Upon receiving his diagnosis, Stephen’s first thought was: “What did I do to deserve this?” Even now, over a year later, he admits he still wonders this from time to time.
To cope with his diagnosis, Stephen turned to myasthenia gravis Facebook support groups. He also started his own group, Myasthenia Gravis Unhinged for patients and caregivers to share their accomplishments.
“You can post you did yard work and had a good day and were fine, or you were feeling down in the dumps for a couple days but now you’re up and moving,” Stephen explains. He believes positive posts like these are much-needed in the myasthenia gravis community.
He is a strong believer in the importance of connection among the patient community, and appreciates that social media makes this process easier. “I like to try to help people as much as I can,” he explains. He also says that this is one of the reasons he joined the AllStripes Ambassador program and the AllStripes MG research program to advance treatments.

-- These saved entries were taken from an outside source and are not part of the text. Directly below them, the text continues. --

//! Language executor (C2): turns a [`Job`] into an [`AggregateResult`] by
//! driving a [`SandboxRunner`] through an optional compile step and a
//! per-case run loop.

use isolate_integration::{commands_for, find_forbidden_token, SandboxRequest, SandboxRunner, COMPILE_TIME_BUDGET_MS};
use shared::{AggregateResult, CaseStatus, Job, JobTestCase, Language, SubmissionStatus, TestCaseResult};
use std::path::{Path, PathBuf};

/// Outcome of the (optional) compile phase. The artifact, once produced, is
/// reused across every test case rather than recompiled per case.
#[derive(Debug, Clone)]
pub enum CompileOutcome {
    /// Nothing to compile (interpreted language), or compilation succeeded.
    /// `artifact` is the working directory the run command should execute in.
    Success { artifact: PathBuf },
    Failed { message: String },
}

/// Strips the synthetic noise a shell or VM sometimes appends and
/// normalizes line endings before two outputs are compared for equality.
pub fn normalize_output(raw: &str) -> String {
    let unified = raw.replace("\r\n", "\n").replace('\r', "\n");
    let trimmed_lines: Vec<&str> = unified.lines().collect();
    let last_non_empty = trimmed_lines.iter().rposition(|line| !line.trim().is_empty());
    match last_non_empty {
        Some(idx) => trimmed_lines[..=idx].join("\n").trim().to_string(),
        None => String::new(),
    }
}

/// Retained only for per-case run-phase classification, not the compile
/// step, which now reports success/failure structurally. Matching on
/// toolchain names in stderr is fragile; a program that legitimately prints
/// the string "error:" to stderr would be misclassified.
fn looks_like_compiler_failure(stderr: &str) -> bool {
    ["g++", "javac", "error:"].iter().any(|needle| stderr.contains(needle))
}

async fn write_source(work_dir: &Path, filename: &str, code: &str) -> std::io::Result<()> {
    tokio::fs::create_dir_all(work_dir).await?;
    tokio::fs::write(work_dir.join(filename), code).await
}

/// Runs the compile command (if any) for `language` against the source
/// already written into `work_dir`.
pub async fn compile(
    runner: &dyn SandboxRunner,
    language: Language,
    work_dir: &Path,
    memory_mb: u32,
) -> anyhow::Result<CompileOutcome> {
    let commands = commands_for(language);
    let Some((program, args)) = commands.compile else {
        return Ok(CompileOutcome::Success { artifact: work_dir.to_path_buf() });
    };

    let request = SandboxRequest {
        language,
        program: program.to_string(),
        args: args.iter().map(|a| a.to_string()).collect(),
        stdin: String::new(),
        wall_time_ms: COMPILE_TIME_BUDGET_MS,
        memory_mb,
        work_dir: work_dir.to_path_buf(),
    };
    let outcome = runner.run(&request).await?;
    if outcome.exit_code == 0 {
        Ok(CompileOutcome::Success { artifact: work_dir.to_path_buf() })
    } else {
        let mut message = outcome.stderr;
        if message.trim().is_empty() {
            message = outcome.stdout;
        }
        message.truncate(4000);
        Ok(CompileOutcome::Failed { message })
    }
}

fn classify_case(
    outcome: &isolate_integration::SandboxOutcome,
    expected: &str,
    time_limit_ms: u64,
) -> (CaseStatus, Option<String>) {
    if outcome.exit_code == 124 || outcome.elapsed_ms > time_limit_ms {
        return (CaseStatus::TimeLimitExceeded, Some("time limit exceeded".to_string()));
    }
    if looks_like_compiler_failure(&outcome.stderr) {
        return (CaseStatus::CompilationError, Some(outcome.stderr.clone()));
    }
    if outcome.exit_code != 0 {
        return (CaseStatus::RuntimeError, Some(outcome.stderr.clone()));
    }
    if normalize_output(&outcome.stdout) == normalize_output(expected) {
        (CaseStatus::Accepted, None)
    } else {
        (CaseStatus::WrongAnswer, None)
    }
}

fn aggregate_status(cases: &[TestCaseResult]) -> SubmissionStatus {
    if cases.iter().any(|c| c.status == CaseStatus::CompilationError) {
        return SubmissionStatus::CompilationError;
    }
    if cases.iter().any(|c| c.status == CaseStatus::RuntimeError) {
        return SubmissionStatus::RuntimeError;
    }
    if cases.iter().any(|c| c.status == CaseStatus::TimeLimitExceeded) {
        return SubmissionStatus::TimeLimitExceeded;
    }
    if !cases.is_empty() && cases.iter().all(|c| c.status == CaseStatus::Accepted) {
        return SubmissionStatus::Accepted;
    }
    SubmissionStatus::WrongAnswer
}

fn score_for(cases: &[TestCaseResult]) -> i32 {
    if cases.is_empty() {
        return 0;
    }
    let accepted = cases.iter().filter(|c| c.status == CaseStatus::Accepted).count();
    ((100.0 * accepted as f64 / cases.len() as f64).round()) as i32
}

fn sorted_cases(job: &Job) -> Vec<JobTestCase> {
    let mut cases = job.test_cases.clone();
    cases.sort_by_key(|c| c.order_index);
    cases
}

/// Defense-in-depth byte cap, independent of and in addition to the
/// use-case layer's character cap in `submission.rs`. A hand-crafted or
/// re-enqueued Job could in principle bypass `submit()`, so the worker
/// boundary enforces its own limit rather than trusting the queue payload.
pub const MAX_SOURCE_BYTES: usize = 1_000_000;

/// Evaluates a full job: deny-list check, optional compile, per-case run,
/// aggregation. Never returns `Err` for a judged-but-bad submission — a
/// rejected/failed program still produces an `AggregateResult`; `Err` is
/// reserved for infrastructure failure (sandbox spawn failure, io error).
pub async fn evaluate(
    job: &Job,
    runner: &dyn SandboxRunner,
    work_dir: &Path,
) -> anyhow::Result<AggregateResult> {
    if job.code.len() > MAX_SOURCE_BYTES {
        let case = TestCaseResult {
            case_id: uuid::Uuid::nil(),
            status: CaseStatus::CompilationError,
            time_ms: 0,
            memory_mb: 0,
            output: String::new(),
            expected_output: String::new(),
            error_message: Some(format!("source exceeds {MAX_SOURCE_BYTES} bytes")),
        };
        return Ok(AggregateResult {
            submission_id: job.submission_id,
            status: SubmissionStatus::CompilationError,
            score: 0,
            total_time_ms: 0,
            language: job.language,
            error_message: Some(format!("source exceeds {MAX_SOURCE_BYTES} bytes")),
            cases: vec![case],
        });
    }

    if let Some(token) = find_forbidden_token(job.language, &job.code) {
        let case = TestCaseResult {
            case_id: uuid::Uuid::nil(),
            status: CaseStatus::CompilationError,
            time_ms: 0,
            memory_mb: 0,
            output: String::new(),
            expected_output: String::new(),
            error_message: Some(format!("use of forbidden module or header: {token}")),
        };
        return Ok(AggregateResult {
            submission_id: job.submission_id,
            status: SubmissionStatus::CompilationError,
            score: 0,
            total_time_ms: 0,
            language: job.language,
            error_message: Some(format!("use of forbidden module or header: {token}")),
            cases: vec![case],
        });
    }

    let commands = commands_for(job.language);
    write_source(work_dir, commands.source_filename, &job.code).await?;

    let artifact = if job.language.is_compiled() {
        match compile(runner, job.language, work_dir, job.memory_limit_mb as u32).await? {
            CompileOutcome::Success { artifact } => artifact,
            CompileOutcome::Failed { message } => {
                let case = TestCaseResult {
                    case_id: uuid::Uuid::nil(),
                    status: CaseStatus::CompilationError,
                    time_ms: 0,
                    memory_mb: 0,
                    output: String::new(),
                    expected_output: String::new(),
                    error_message: Some(message.clone()),
                };
                return Ok(AggregateResult {
                    submission_id: job.submission_id,
                    status: SubmissionStatus::CompilationError,
                    score: 0,
                    total_time_ms: 0,
                    language: job.language,
                    error_message: Some(message),
                    cases: vec![case],
                });
            }
        }
    } else {
        work_dir.to_path_buf()
    };

    let (program, args) = commands.run;
    let mut cases = Vec::with_capacity(job.test_cases.len());
    let mut total_time_ms: i32 = 0;

    for case in sorted_cases(job) {
        let request = SandboxRequest {
            language: job.language,
            program: program.to_string(),
            args: args.iter().map(|a| a.to_string()).collect(),
            stdin: case.input.clone().unwrap_or_default(),
            wall_time_ms: job.time_limit_ms as u64,
            memory_mb: job.memory_limit_mb as u32,
            work_dir: artifact.clone(),
        };
        let outcome = runner.run(&request).await?;
        let (status, error_message) = classify_case(&outcome, &case.expected_output, job.time_limit_ms as u64);
        total_time_ms += outcome.elapsed_ms as i32;
        cases.push(TestCaseResult {
            case_id: case.id,
            status,
            time_ms: outcome.elapsed_ms as i32,
            memory_mb: (outcome.memory_kb / 1024) as i32,
            output: outcome.stdout,
            expected_output: case.expected_output,
            error_message,
        });
    }

    let status = aggregate_status(&cases);
    let score = score_for(&cases);
    Ok(AggregateResult {
        submission_id: job.submission_id,
        status,
        score,
        total_time_ms,
        language: job.language,
        error_message: None,
        cases,
    })
}

#[cfg(test)]
mod tests {
    use super::*;
    use isolate_integration::SandboxOutcome;

    #[test]
    fn normalize_trims_trailing_blank_lines() {
        assert_eq!(normalize_output("10\n\n\n"), "10");
    }

    #[test]
    fn normalize_unifies_crlf_to_lf() {
        assert_eq!(normalize_output("a\r\nb\r\n"), "a\nb");
    }

    #[test]
    fn normalize_is_idempotent() {
        let once = normalize_output("10\n\n\n");
        let twice = normalize_output(&once);
        assert_eq!(once, twice);
    }

    #[test]
    fn empty_stdout_can_be_accepted_when_expected_is_empty() {
        let outcome = SandboxOutcome { stdout: String::new(), stderr: String::new(), exit_code: 0, elapsed_ms: 5, memory_kb: 256 };
        let (status, _) = classify_case(&outcome, "", 1000);
        assert_eq!(status, CaseStatus::Accepted);
    }

    #[test]
    fn timeout_exit_code_is_classified_as_time_limit_exceeded_not_runtime_error() {
        let outcome = SandboxOutcome { stdout: String::new(), stderr: "timeout".to_string(), exit_code: 124, elapsed_ms: 2000, memory_kb: 256 };
        let (status, _) = classify_case(&outcome, "42", 1000);
        assert_eq!(status, CaseStatus::TimeLimitExceeded);
    }

    #[test]
    fn elapsed_time_past_the_limit_is_time_limit_exceeded_even_with_a_clean_exit() {
        // The sandbox's own --wall-time carries 1000ms of slack over the
        // job's time_limit_ms, so a program sleeping time_limit+500ms exits
        // 0 well inside that window and must still be reclassified here.
        let outcome = SandboxOutcome { stdout: "42".to_string(), stderr: String::new(), exit_code: 0, elapsed_ms: 1500, memory_kb: 256 };
        let (status, _) = classify_case(&outcome, "42", 1000);
        assert_eq!(status, CaseStatus::TimeLimitExceeded);
    }

    #[test]
    fn nonzero_exit_without_compiler_markers_is_runtime_error() {
        let outcome = SandboxOutcome { stdout: String::new(), stderr: "segmentation fault".to_string(), exit_code: 139, elapsed_ms: 10, memory_kb: 256 };
        let (status, _) = classify_case(&outcome, "42", 1000);
        assert_eq!(status, CaseStatus::RuntimeError);
    }

    #[test]
    fn aggregate_precedence_favors_compilation_error_over_everything_else() {
        let cases = vec![
            TestCaseResult { case_id: uuid::Uuid::nil(), status: CaseStatus::Accepted, time_ms: 1, memory_mb: 1, output: String::new(), expected_output: String::new(), error_message: None },
            TestCaseResult { case_id: uuid::Uuid::nil(), status: CaseStatus::CompilationError, time_ms: 0, memory_mb: 0, output: String::new(), expected_output: String::new(), error_message: None },
        ];
        assert_eq!(aggregate_status(&cases), SubmissionStatus::CompilationError);
    }

    #[test]
    fn aggregate_precedence_favors_runtime_error_over_time_limit_exceeded() {
        let cases = vec![
            TestCaseResult { case_id: uuid::Uuid::nil(), status: CaseStatus::TimeLimitExceeded, time_ms: 1, memory_mb: 1, output: String::new(), expected_output: String::new(), error_message: None },
            TestCaseResult { case_id: uuid::Uuid::nil(), status: CaseStatus::RuntimeError, time_ms: 0, memory_mb: 0, output: String::new(), expected_output: String::new(), error_message: None },
        ];
        assert_eq!(aggregate_status(&cases), SubmissionStatus::RuntimeError);
    }

    #[test]
    fn all_accepted_cases_yield_accepted_status_and_full_score() {
        let cases = vec![
            TestCaseResult { case_id: uuid::Uuid::nil(), status: CaseStatus::Accepted, time_ms: 1, memory_mb: 1, output: String::new(), expected_output: String::new(), error_message: None },
            TestCaseResult { case_id: uuid::Uuid::nil(), status: CaseStatus::Accepted, time_ms: 1, memory_mb: 1, output: String::new(), expected_output: String::new(), error_message: None },
        ];
        assert_eq!(aggregate_status(&cases), SubmissionStatus::Accepted);
        assert_eq!(score_for(&cases), 100);
    }

    #[test]
    fn partial_acceptance_rounds_to_nearest_percent() {
        let cases = vec![
            TestCaseResult { case_id: uuid::Uuid::nil(), status: CaseStatus::Accepted, time_ms: 1, memory_mb: 1, output: String::new(), expected_output: String::new(), error_message: None },
            TestCaseResult { case_id: uuid::Uuid::nil(), status: CaseStatus::WrongAnswer, time_ms: 1, memory_mb: 1, output: String::new(), expected_output: String::new(), error_message: None },
        ];
        assert_eq!(aggregate_status(&cases), SubmissionStatus::WrongAnswer);
        assert_eq!(score_for(&cases), 50);
    }

    #[test]
    fn zero_cases_score_zero_rather_than_dividing_by_zero() {
        assert_eq!(score_for(&[]), 0);
    }

    #[tokio::test]
    async fn oversized_source_is_rejected_before_any_sandbox_invocation() {
        use isolate_integration::FakeRunner;

        let runner = FakeRunner::new(vec![]);
        let job = Job {
            submission_id: uuid::Uuid::new_v4(),
            challenge_id: uuid::Uuid::new_v4(),
            user_id: uuid::Uuid::new_v4(),
            language: Language::Python,
            code: "a".repeat(MAX_SOURCE_BYTES + 1),
            test_cases: vec![],
            enqueued_at: chrono::Utc::now(),
            time_limit_ms: 1000,
            memory_limit_mb: 256,
        };
        let dir = tempfile::tempdir().unwrap();
        let result = evaluate(&job, &runner, dir.path()).await.unwrap();
        assert_eq!(result.status, SubmissionStatus::CompilationError);
        assert_eq!(runner.call_count(), 0);
    }
}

While Stephen’s virtual community has grown, his in-person social life has suffered since his diagnosis. Myasthenia gravis causes patients to be immunocompromised, placing them in a high-risk category for COVID-19. For the past year, Stephen says he spent most of his time at home, only going outside occasionally. He also has to be careful when going outside because his condition makes him sensitive to the heat and cold.
These aren’t the only reasons why Stephen has struggled since his diagnosis. He says that when he would attend functions (pre-pandemic), people would worry his condition was contagious. He wishes people understood that myasthenia gravis is not a contagious disease, and is passed down through families.
Stephen sees his rare disease journey as an ongoing story that has no end, and encourages others with the condition to be informed and get involved.